┌──
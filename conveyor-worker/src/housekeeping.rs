// Copyright 2024 Golem Cloud
//
// Licensed under the Apache License, Version 2.0 (the "License");
// you may not use this file except in compliance with the License.
// You may obtain a copy of the License at
//
//     http://www.apache.org/licenses/LICENSE-2.0
//
// Unless required by applicable law or agreed to in writing, software
// distributed under the License is distributed on an "AS IS" BASIS,
// WITHOUT WARRANTIES OR CONDITIONS OF ANY KIND, either express or implied.
// See the License for the specific language governing permissions and
// limitations under the License.

use std::collections::HashSet;
use std::time::Duration;

use chrono::Utc;
use tracing::{debug, error, info, warn};

use crate::metrics;
use crate::model::{NewTask, TaskId};
use crate::signals::to_chrono;
use crate::store::{AdvisoryLock, AdvisoryLockGuard};
use crate::worker::Worker;

/// Age a task must reach before it counts into the queue-depth gauge,
/// filtering out tasks that are just passing through.
const METRIC_TASK_AGE: Duration = Duration::from_secs(5);

impl Worker {
    /// Periodic maintenance, invoked on every supervisor wake and before
    /// each idle sleep. Performs its work at most once per heartbeat
    /// period; every failure degrades to skipping one cycle.
    pub async fn beat(&mut self) {
        let now = Utc::now();
        if now - self.last_heartbeat < to_chrono(self.config.heartbeat_period()) {
            return;
        }
        self.last_heartbeat = now;

        self.handle_worker_heartbeat().await;

        self.ignored_task_countdown = self.ignored_task_countdown.saturating_sub(1);
        if self.ignored_task_countdown == 0 {
            self.ignored_task_countdown = self.config.ignored_tasks_cleanup_interval.max(1);
            if !self.ignored_task_ids.is_empty() {
                self.cleanup_ignored_tasks().await;
            }
        }

        self.worker_cleanup_countdown = self.worker_cleanup_countdown.saturating_sub(1);
        if self.worker_cleanup_countdown == 0 {
            self.worker_cleanup_countdown = self.config.worker_cleanup_interval.max(1);
            self.app_worker_cleanup().await;
        }

        self.dispatch_scheduled_tasks().await;

        if self.config.metrics.enabled {
            self.metric_heartbeat_countdown = self.metric_heartbeat_countdown.saturating_sub(1);
            if self.metric_heartbeat_countdown == 0 {
                self.metric_heartbeat_countdown = self.config.metric_heartbeat_interval.max(1);
                self.record_waiting_tasks_metric().await;
            }
        }

        self.refresh_worker_count().await;
    }

    /// Losing the registry row (or the database) means this worker must
    /// not keep competing for tasks; it shuts down instead.
    async fn handle_worker_heartbeat(&mut self) {
        match self.task_store.touch_worker(&self.name).await {
            Ok(true) => {
                debug!("Worker heartbeat from '{}'", self.name);
            }
            Ok(false) => {
                error!("The registry row of worker {} is gone", self.name);
                self.shutdown_requested = true;
            }
            Err(db_error) => {
                error!(
                    "Updating the heartbeat of worker {} failed: {db_error}",
                    self.name
                );
                self.shutdown_requested = true;
            }
        }
    }

    /// Drops ignored task ids whose tasks reached a final state, so
    /// re-enqueued incompatible work is not shadowed forever.
    async fn cleanup_ignored_tasks(&mut self) {
        let ids: Vec<TaskId> = self.ignored_task_ids.iter().copied().collect();
        match self.task_store.incomplete_tasks_of(&ids).await {
            Ok(incomplete) => {
                let incomplete: HashSet<TaskId> = incomplete.into_iter().collect();
                self.ignored_task_ids.retain(|id| incomplete.contains(id));
            }
            Err(db_error) => {
                warn!("Failed to prune the ignored task list: {db_error}");
            }
        }
    }

    /// Removes registry rows of missing processes, reclaiming their
    /// claims and resource locks and failing their abandoned tasks.
    /// Coordinated by the worker-cleanup advisory lock so a single
    /// worker sweeps per tick.
    async fn app_worker_cleanup(&self) {
        let Some(guard) = self.advisory_guard(AdvisoryLock::WorkerCleanup).await else {
            return;
        };

        match self.task_store.missing_workers(self.config.worker_ttl).await {
            Ok(missing) => {
                for missing_worker in &missing {
                    warn!(
                        "Cleanup record of missing {} process {}.",
                        missing_worker.app_type, missing_worker.name
                    );
                    if let Err(cleanup_error) =
                        self.cleanup_locks_for_worker(&missing_worker.name).await
                    {
                        error!(
                            "Error cleaning up locks for worker {}: {cleanup_error}",
                            missing_worker.name
                        );
                    }
                    if let Err(db_error) =
                        self.task_store.delete_worker(&missing_worker.name).await
                    {
                        warn!(
                            "Failed to delete the registry row of missing worker {}: {db_error}",
                            missing_worker.name
                        );
                    }
                }
            }
            Err(db_error) => {
                warn!("Failed to query missing workers: {db_error}");
            }
        }

        self.release_guard(guard).await;
    }

    /// Reclaims everything a missing worker left behind in the lock
    /// service: for each task claim it held, the task's exclusive
    /// resource locks are released under the missing worker's name, the
    /// task is failed unless already final, and the claim is deleted.
    async fn cleanup_locks_for_worker(&self, missing_worker: &str) -> anyhow::Result<()> {
        let claimed = self.locks.claims_owned_by(missing_worker).await?;
        let mut tasks_failed = 0;

        for task_id in claimed {
            match self.task_store.task(&task_id).await? {
                Some(task) => {
                    let exclusive = task.resources().exclusive;
                    if !exclusive.is_empty() {
                        self.locks
                            .release_for_owner(missing_worker, &exclusive)
                            .await?;
                        info!(
                            "Released {} resource locks for task {task_id} from missing worker {missing_worker}",
                            exclusive.len()
                        );
                    }
                    if !task.state.is_final() {
                        let diagnostic =
                            format!("Task failed because worker {missing_worker} went missing");
                        if self.task_store.set_task_failed(&task_id, &diagnostic).await? {
                            tasks_failed += 1;
                            warn!(
                                "Marked task {task_id} (state={}) as failed, was supervised by missing worker {missing_worker}",
                                task.state
                            );
                        }
                    }
                }
                None => {
                    warn!(
                        "Task {task_id} locked by missing worker {missing_worker} not found in the task store"
                    );
                }
            }
            self.locks.delete_claim(&task_id).await?;
        }

        if tasks_failed > 0 {
            info!("Cleanup for missing worker {missing_worker}: failed {tasks_failed} tasks");
        }
        Ok(())
    }

    /// Consumes due schedule rows and enqueues their tasks, under the
    /// scheduling advisory lock.
    async fn dispatch_scheduled_tasks(&self) {
        let Some(guard) = self.advisory_guard(AdvisoryLock::Scheduling).await else {
            return;
        };

        let now = Utc::now();
        match self.task_store.due_schedules(now).await {
            Ok(due) => {
                for schedule in due {
                    match self
                        .task_store
                        .insert_task(NewTask::named(&schedule.task_name))
                        .await
                    {
                        Ok(task) => {
                            info!(
                                "Dispatched schedule '{}' as task {}",
                                schedule.name, task.id
                            );
                            let next = now + to_chrono(schedule.dispatch_interval);
                            if let Err(db_error) = self
                                .task_store
                                .mark_schedule_dispatched(&schedule.id, next)
                                .await
                            {
                                warn!(
                                    "Failed to advance schedule '{}': {db_error}",
                                    schedule.name
                                );
                            }
                        }
                        Err(db_error) => {
                            warn!(
                                "Failed to dispatch schedule '{}': {db_error}",
                                schedule.name
                            );
                        }
                    }
                }
            }
            Err(db_error) => {
                warn!("Failed to query due schedules: {db_error}");
            }
        }

        self.release_guard(guard).await;
    }

    /// Queue-depth gauge: tasks waiting or running for longer than the
    /// metric age, minus the live workers that should be draining them.
    async fn record_waiting_tasks_metric(&self) {
        let Some(guard) = self.advisory_guard(AdvisoryLock::TaskMetrics).await else {
            return;
        };

        match self
            .task_store
            .count_tasks_not_final_older_than(METRIC_TASK_AGE)
            .await
        {
            Ok(task_count) => {
                let waiting_tasks = task_count - self.num_workers as i64;
                metrics::record_waiting_tasks(waiting_tasks);
                debug!(
                    "Waiting tasks metric: {waiting_tasks} ({task_count} tasks older than {METRIC_TASK_AGE:?} - {} workers)",
                    self.num_workers
                );
            }
            Err(db_error) => {
                warn!("Failed to count tasks for the queue-depth gauge: {db_error}");
            }
        }

        self.release_guard(guard).await;
    }

    /// Refreshes the cached worker count driving the idle sleep length.
    async fn refresh_worker_count(&mut self) {
        match self
            .task_store
            .online_worker_count(self.config.worker_ttl)
            .await
        {
            Ok(count) => {
                self.num_workers = count.max(1);
            }
            Err(db_error) => {
                warn!("Failed to count online workers: {db_error}");
            }
        }
    }

    async fn advisory_guard(&self, lock: AdvisoryLock) -> Option<Box<dyn AdvisoryLockGuard>> {
        match self.task_store.try_advisory_lock(lock).await {
            Ok(guard) => guard,
            Err(db_error) => {
                warn!("Failed to take the {} advisory lock: {db_error}", lock.name());
                None
            }
        }
    }

    async fn release_guard(&self, guard: Box<dyn AdvisoryLockGuard>) {
        if let Err(db_error) = guard.release().await {
            warn!("Failed to release an advisory lock: {db_error}");
        }
    }
}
└──
**Work to complete:**
Find every line in the records that uses the string "gauge", then copy it.

**Response area:**
/// Age a task must reach before it counts into the queue-depth gauge,
    /// Queue-depth gauge: tasks waiting or running for longer than the
                warn!("Failed to count tasks for the queue-depth gauge: {db_error}");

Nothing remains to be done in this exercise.